Circular Dichroism and 1H NMR Studies on the Structures of Peptides Derived from the Calmodulin-binding Domains of Inducible and Endothelial Nitric-oxide Synthase in Solution and in Complex with Calmodulin

There exist two types of nitric-oxide synthase (NOS); constitutive isozymes that are activated by binding calmodulin in response to elevated Ca2+ and an inducible isozyme that binds calmodulin regardless of Ca2+. To study the structural basis of the difference in Ca2+ sensitivity, we have designed synthetic peptides of minimal lengths derived from the calmodulin-binding domain of endothelial NOS (eNOS) and that of macrophage NOS (iNOS).

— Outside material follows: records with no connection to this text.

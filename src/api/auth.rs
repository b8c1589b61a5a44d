// SPDX-License-Identifier: AGPL-3.0-or-later
//
// Copyright (C) 2026 Relational Network

//! Registration, login and profile endpoints.

use axum::{extract::State, http::StatusCode, Json};
use serde::{Deserialize, Serialize};
use utoipa::ToSchema;

use crate::auth::{Auth, AuthResponse};
use crate::error::{ApiError, ApiJson, ErrorBody};
use crate::state::AppState;
use crate::storage::SanitizedUser;

const NAME_LEN: std::ops::RangeInclusive<usize> = 3..=75;
const PASSWORD_LEN: std::ops::RangeInclusive<usize> = 6..=100;
const MAX_EMAIL_LEN: usize = 254;

#[derive(Debug, Deserialize, ToSchema)]
pub struct RegisterRequest {
    #[schema(example = "Jane Doe")]
    pub name: String,
    #[schema(example = "jane.doe@example.com")]
    pub email: String,
    #[schema(example = "StrongP@ss1!")]
    pub password: String,
}

#[derive(Debug, Deserialize, ToSchema)]
pub struct LoginRequest {
    pub email: String,
    pub password: String,
}

#[derive(Debug, Serialize, ToSchema)]
pub struct ProfileResponse {
    pub user: SanitizedUser,
}

impl RegisterRequest {
    fn validate(&self) -> Result<(), ApiError> {
        let name_len = self.name.trim().chars().count();
        if !NAME_LEN.contains(&name_len) {
            return Err(ApiError::bad_request(
                "Name must be between 3 and 75 characters",
            ));
        }
        if !is_plausible_email(self.email.trim()) {
            return Err(ApiError::bad_request("A valid email address is required"));
        }
        if !PASSWORD_LEN.contains(&self.password.chars().count()) {
            return Err(ApiError::bad_request(
                "Password must be between 6 and 100 characters",
            ));
        }
        Ok(())
    }
}

impl LoginRequest {
    fn validate(&self) -> Result<(), ApiError> {
        if self.email.trim().is_empty() || self.password.is_empty() {
            return Err(ApiError::bad_request("Email and password are required"));
        }
        Ok(())
    }
}

/// One `@`, a non-empty local part, a dotted domain and no whitespace.
fn is_plausible_email(email: &str) -> bool {
    if email.len() > MAX_EMAIL_LEN || email.chars().any(char::is_whitespace) {
        return false;
    }
    let Some((local, domain)) = email.split_once('@') else {
        return false;
    };
    !local.is_empty()
        && !domain.contains('@')
        && domain.contains('.')
        && domain.split('.').all(|label| !label.is_empty())
}

/// Register a new user.
#[utoipa::path(
    post,
    path = "/api/v1/auth/register",
    tag = "Auth",
    request_body = RegisterRequest,
    responses(
        (status = 201, description = "User created", body = AuthResponse),
        (status = 400, description = "Invalid input", body = ErrorBody),
        (status = 409, description = "Email already registered", body = ErrorBody)
    )
)]
pub async fn register(
    State(state): State<AppState>,
    ApiJson(request): ApiJson<RegisterRequest>,
) -> Result<(StatusCode, Json<AuthResponse>), ApiError> {
    request.validate()?;
    let response = state
        .auth
        .register(request.name.trim(), request.email.trim(), &request.password)
        .await?;
    Ok((StatusCode::CREATED, Json(response)))
}

/// Log in with email and password.
#[utoipa::path(
    post,
    path = "/api/v1/auth/login",
    tag = "Auth",
    request_body = LoginRequest,
    responses(
        (status = 200, description = "Logged in", body = AuthResponse),
        (status = 400, description = "Invalid input", body = ErrorBody),
        (status = 401, description = "Invalid email or password", body = ErrorBody)
    )
)]
pub async fn login(
    State(state): State<AppState>,
    ApiJson(request): ApiJson<LoginRequest>,
) -> Result<Json<AuthResponse>, ApiError> {
    request.validate()?;
    let response = state
        .auth
        .login(request.email.trim(), &request.password)
        .await?;
    Ok(Json(response))
}

/// Profile of the token holder.
#[utoipa::path(
    get,
    path = "/api/v1/auth/profile",
    tag = "Auth",
    security(("bearer" = [])),
    responses(
        (status = 200, description = "Current user", body = ProfileResponse),
        (status = 401, description = "Missing or invalid token", body = ErrorBody),
        (status = 404, description = "User no longer exists", body = ErrorBody)
    )
)]
pub async fn profile(Auth(user): Auth) -> Json<ProfileResponse> {
    Json(ProfileResponse { user })
}

#[cfg(test)]
mod tests {
    use super::*;

    fn register_request(name: &str, email: &str, password: &str) -> RegisterRequest {
        RegisterRequest {
            name: name.to_string(),
            email: email.to_string(),
            password: password.to_string(),
        }
    }

    #[test]
    fn register_validation_bounds() {
        assert!(register_request("Jane", "jane@example.com", "secret").validate().is_ok());
        assert!(register_request("Jo", "jane@example.com", "secret").validate().is_err());
        assert!(register_request(&"x".repeat(76), "jane@example.com", "secret")
            .validate()
            .is_err());
        assert!(register_request("Jane", "jane@example.com", "short").validate().is_err());
        assert!(register_request("Jane", "jane@example.com", &"p".repeat(101))
            .validate()
            .is_err());
    }

    #[test]
    fn email_plausibility() {
        assert!(is_plausible_email("a@b.co"));
        assert!(is_plausible_email("jane.doe+tag@mail.example.com"));
        assert!(!is_plausible_email("no-at-sign.com"));
        assert!(!is_plausible_email("@example.com"));
        assert!(!is_plausible_email("jane@localhost"));
        assert!(!is_plausible_email("jane@example..com"));
        assert!(!is_plausible_email("jane doe@example.com"));
        assert!(!is_plausible_email("a@b@c.com"));
    }

    #[test]
    fn login_requires_both_fields() {
        let empty = LoginRequest {
            email: " ".to_string(),
            password: "pw".to_string(),
        };
        assert!(empty.validate().is_err());
    }
}
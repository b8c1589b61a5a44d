// SPDX-License-Identifier: AGPL-3.0-or-later
//
// Copyright (C) 2026 Relational Network

use std::{error::Error, net::SocketAddr, sync::Arc, time::Duration};

use axum_server::{tls_rustls::RustlsConfig, Handle};
use tokio_util::sync::CancellationToken;

use cid_anchor_server::{
    api::router,
    auth::AuthService,
    blockchain::{spawn_code_check, ChainClient, ContractBackend, TransactionOrchestrator},
    config::{AppConfig, DEFAULT_LOG_FILTER},
    ipfs::IpfsClient,
    logging::init_tracing,
    state::{AppState, UploadSettings},
    storage::UserDatabase,
};

/// In-flight requests get this long to finish after a shutdown signal.
const SHUTDOWN_GRACE: Duration = Duration::from_secs(10);

#[tokio::main]
async fn main() -> Result<(), Box<dyn Error>> {
    let config = AppConfig::from_env()?;
    init_tracing(DEFAULT_LOG_FILTER, config.log_json);

    let users = UserDatabase::open(&config.user_db_path())?;
    tracing::info!(path = %config.user_db_path().display(), "Credential store opened");
    let auth = AuthService::new(Arc::new(users), &config.auth)?;

    let chain: Arc<dyn ContractBackend> = match ChainClient::new(&config.chain) {
        Ok(client) => Arc::new(client),
        Err(e) => {
            tracing::error!(error = %e, "Failed to initialise chain client");
            return Err(e.into());
        }
    };
    tracing::info!(
        account = %chain.account(),
        contract = %chain.contract_address(),
        rpc_url = %config.chain.rpc_url,
        "Chain client ready"
    );
    // Startup continues even when no code is deployed at the address.
    spawn_code_check(chain.clone());
    let orchestrator = TransactionOrchestrator::new(chain)?;

    let ipfs = IpfsClient::new(&config.ipfs_api_url);
    let state = AppState::new(
        auth,
        orchestrator,
        ipfs,
        UploadSettings {
            dir: config.upload_dir.clone(),
            max_bytes: config.max_upload_bytes,
        },
    );
    let app = router(state);

    let addr: SocketAddr = format!("{}:{}", config.host, config.port).parse()?;

    let shutdown = CancellationToken::new();
    let handle = Handle::new();
    tokio::spawn(wait_for_signal(shutdown.clone()));
    tokio::spawn({
        let handle = handle.clone();
        let shutdown = shutdown.clone();
        async move {
            shutdown.cancelled().await;
            handle.graceful_shutdown(Some(SHUTDOWN_GRACE));
        }
    });

    match &config.tls {
        Some(tls) => {
            if rustls::crypto::ring::default_provider()
                .install_default()
                .is_err()
            {
                tracing::debug!("rustls crypto provider already installed");
            }
            let tls_config = RustlsConfig::from_pem_file(&tls.cert_path, &tls.key_path).await?;

            tracing::info!(%addr, "CID anchor server listening on https (docs at /docs)");
            axum_server::bind_rustls(addr, tls_config)
                .handle(handle)
                .serve(app.into_make_service())
                .await?;
        }
        None => {
            tracing::info!(%addr, "CID anchor server listening on http (docs at /docs)");
            axum_server::bind(addr)
                .handle(handle)
                .serve(app.into_make_service())
                .await?;
        }
    }

    tracing::info!("Server stopped");
    Ok(())
}

async fn wait_for_signal(shutdown: CancellationToken) {
    let ctrl_c = async {
        if let Err(e) = tokio::signal::ctrl_c().await {
            tracing::error!(error = %e, "Failed to listen for ctrl-c");
            std::future::pending::<()>().await;
        }
    };

    #[cfg(unix)]
    let terminate = async {
        match tokio::signal::unix::signal(tokio::signal::unix::SignalKind::terminate()) {
            Ok(mut signal) => {
                signal.recv().await;
            }
            Err(e) => {
                tracing::error!(error = %e, "Failed to listen for SIGTERM");
                std::future::pending::<()>().await;
            }
        }
    };

    #[cfg(not(unix))]
    let terminate = std::future::pending::<()>();

    tokio::select! {
        _ = ctrl_c => {}
        _ = terminate => {}
    }

    tracing::info!("Received shutdown signal");
    shutdown.cancel();
}
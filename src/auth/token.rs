// SPDX-License-Identifier: AGPL-3.0-or-later
//
// Copyright (C) 2026 Relational Network

//! Signed bearer token issuance and validation (HS256 JWT).
//!
//! Tokens are stateless: validity is decided by signature and expiry alone.

use std::time::Duration;

use jsonwebtoken::{Algorithm, DecodingKey, EncodingKey, Header, Validation};
use serde::{Deserialize, Serialize};

/// Claims written into issued tokens.
#[derive(Debug, Clone, Serialize, Deserialize)]
pub struct TokenClaims {
    /// Subject: stringified user id
    pub sub: String,
    pub email: String,
    /// Issued at (unix timestamp)
    pub iat: i64,
    /// Expiration (unix timestamp)
    pub exp: i64,
}

/// Claims as read back from a presented token.
///
/// `sub` and `email` stay untyped so a token with the right signature but
/// the wrong claim shapes is rejected by us rather than by serde.
#[derive(Debug, Deserialize)]
struct PresentedClaims {
    #[serde(default)]
    sub: Option<serde_json::Value>,
    #[serde(default)]
    email: Option<serde_json::Value>,
}

/// Verified token payload.
#[derive(Debug, Clone, PartialEq, Eq)]
pub struct TokenPayload {
    pub user_id: u64,
    pub email: String,
}

#[derive(Debug, thiserror::Error)]
pub enum TokenError {
    #[error("token signing secret is not configured")]
    MissingSecret,

    #[error("token encoding failed: {0}")]
    Encode(String),

    #[error("token rejected: {0}")]
    Rejected(String),

    #[error("token payload is invalid: {0}")]
    InvalidPayload(&'static str),
}

/// Creates and validates signed, time-bound tokens.
#[derive(Clone)]
pub struct TokenIssuer {
    encoding_key: EncodingKey,
    decoding_key: DecodingKey,
    validation: Validation,
    ttl: Duration,
}

impl TokenIssuer {
    /// Create an issuer; an empty secret is refused.
    pub fn new(secret: &str, ttl: Duration) -> Result<Self, TokenError> {
        if secret.is_empty() {
            return Err(TokenError::MissingSecret);
        }

        let mut validation = Validation::new(Algorithm::HS256);
        validation.leeway = 0;
        validation.set_required_spec_claims(&["exp", "sub"]);

        Ok(Self {
            encoding_key: EncodingKey::from_secret(secret.as_bytes()),
            decoding_key: DecodingKey::from_secret(secret.as_bytes()),
            validation,
            ttl,
        })
    }

    pub fn ttl(&self) -> Duration {
        self.ttl
    }

    /// Issue a token for the given user.
    pub fn issue(&self, user_id: u64, email: &str) -> Result<String, TokenError> {
        let now = now_secs();
        let claims = TokenClaims {
            sub: user_id.to_string(),
            email: email.to_string(),
            iat: now,
            exp: now.saturating_add(self.ttl.as_secs() as i64),
        };
        self.sign(&claims)
    }

    /// Sign arbitrary claims with this issuer's key.
    pub(crate) fn sign<T: Serialize>(&self, claims: &T) -> Result<String, TokenError> {
        jsonwebtoken::encode(&Header::new(Algorithm::HS256), claims, &self.encoding_key)
            .map_err(|e| TokenError::Encode(e.to_string()))
    }

    /// Validate a token and return its payload.
    ///
    /// Rejects bad signatures, expired tokens, a non-string `sub` or `email`
    /// and a `sub` that is not a positive integer.
    pub fn verify(&self, token: &str) -> Result<TokenPayload, TokenError> {
        let data = jsonwebtoken::decode::<PresentedClaims>(token, &self.decoding_key, &self.validation)
            .map_err(|e| TokenError::Rejected(e.to_string()))?;
        let claims = data.claims;

        let sub = match claims.sub {
            Some(serde_json::Value::String(sub)) => sub,
            _ => return Err(TokenError::InvalidPayload("subject is not a string")),
        };
        let email = match claims.email {
            Some(serde_json::Value::String(email)) => email,
            _ => return Err(TokenError::InvalidPayload("email is not a string")),
        };

        let user_id = sub
            .parse::<u64>()
            .ok()
            .filter(|id| *id > 0)
            .ok_or(TokenError::InvalidPayload("subject is not a positive integer"))?;

        Ok(TokenPayload { user_id, email })
    }
}

fn now_secs() -> i64 {
    chrono::Utc::now().timestamp()
}

#[cfg(test)]
mod tests {
    use super::*;
    use serde_json::json;

    fn issuer() -> TokenIssuer {
        TokenIssuer::new("test-secret-key-for-testing", Duration::from_secs(3600)).unwrap()
    }

    #[test]
    fn issue_and_verify_round_trip() {
        let issuer = issuer();
        let token = issuer.issue(42, "alice@example.com").unwrap();

        let payload = issuer.verify(&token).unwrap();
        assert_eq!(
            payload,
            TokenPayload {
                user_id: 42,
                email: "alice@example.com".to_string()
            }
        );
    }

    #[test]
    fn empty_secret_is_refused() {
        assert!(matches!(
            TokenIssuer::new("", Duration::from_secs(60)),
            Err(TokenError::MissingSecret)
        ));
    }

    #[test]
    fn wrong_secret_fails_validation() {
        let other = TokenIssuer::new("different-secret", Duration::from_secs(3600)).unwrap();
        let token = issuer().issue(1, "a@example.com").unwrap();
        assert!(matches!(other.verify(&token), Err(TokenError::Rejected(_))));
    }

    #[test]
    fn expired_token_is_rejected() {
        let issuer = issuer();
        let now = now_secs();
        let token = issuer
            .sign(&json!({ "sub": "1", "email": "a@example.com", "iat": now - 120, "exp": now - 60 }))
            .unwrap();
        assert!(matches!(issuer.verify(&token), Err(TokenError::Rejected(_))));
    }

    #[test]
    fn garbage_token_is_rejected() {
        assert!(issuer().verify("not-a-valid-token").is_err());
    }

    #[test]
    fn numeric_subject_is_rejected() {
        let issuer = issuer();
        let exp = now_secs() + 600;
        let token = issuer
            .sign(&json!({ "sub": 1, "email": "a@example.com", "exp": exp }))
            .unwrap();
        assert!(issuer.verify(&token).is_err());
    }

    #[test]
    fn non_integer_subject_is_rejected() {
        let issuer = issuer();
        let exp = now_secs() + 600;
        for sub in ["abc", "0", "-4", "1.5"] {
            let token = issuer
                .sign(&json!({ "sub": sub, "email": "a@example.com", "exp": exp }))
                .unwrap();
            assert!(
                matches!(issuer.verify(&token), Err(TokenError::InvalidPayload(_))),
                "subject {sub:?} should be rejected"
            );
        }
    }

    #[test]
    fn missing_email_is_rejected() {
        let issuer = issuer();
        let exp = now_secs() + 600;
        let token = issuer.sign(&json!({ "sub": "3", "exp": exp })).unwrap();
        assert!(matches!(
            issuer.verify(&token),
            Err(TokenError::InvalidPayload(_))
        ));
    }
}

A peptide, KRREIPLKVLVKAVLFACMLMRK, derived from human iNOS sequence, retained the ability to bind to calmodulin both in the presence and absence of Ca2+, while a peptide derived from human eNOS sequence, RKKTFKEVANAVKISASLMG, bound to calmodulin only in the presence of Ca2+. Circular dichroism and two-dimensional 1H nuclear magnetic resonance studies suggested that both peptides assume nascent α-helical structures in aqueous solution. When mixed with calmodulin, both peptides showed circular dichroism spectra characteristic for α-helix. In contrast to other target proteins, the addition of iNOS peptide to calmodulin did not affect the Ca2+ binding of calmodulin appreciably. The peptide derived from the calmodulin-binding domain of iNOS, therefore, binds in α-helical structures both to Ca2+-calmodulin and apo-calmodulin, which is unique among various target proteins of calmodulin.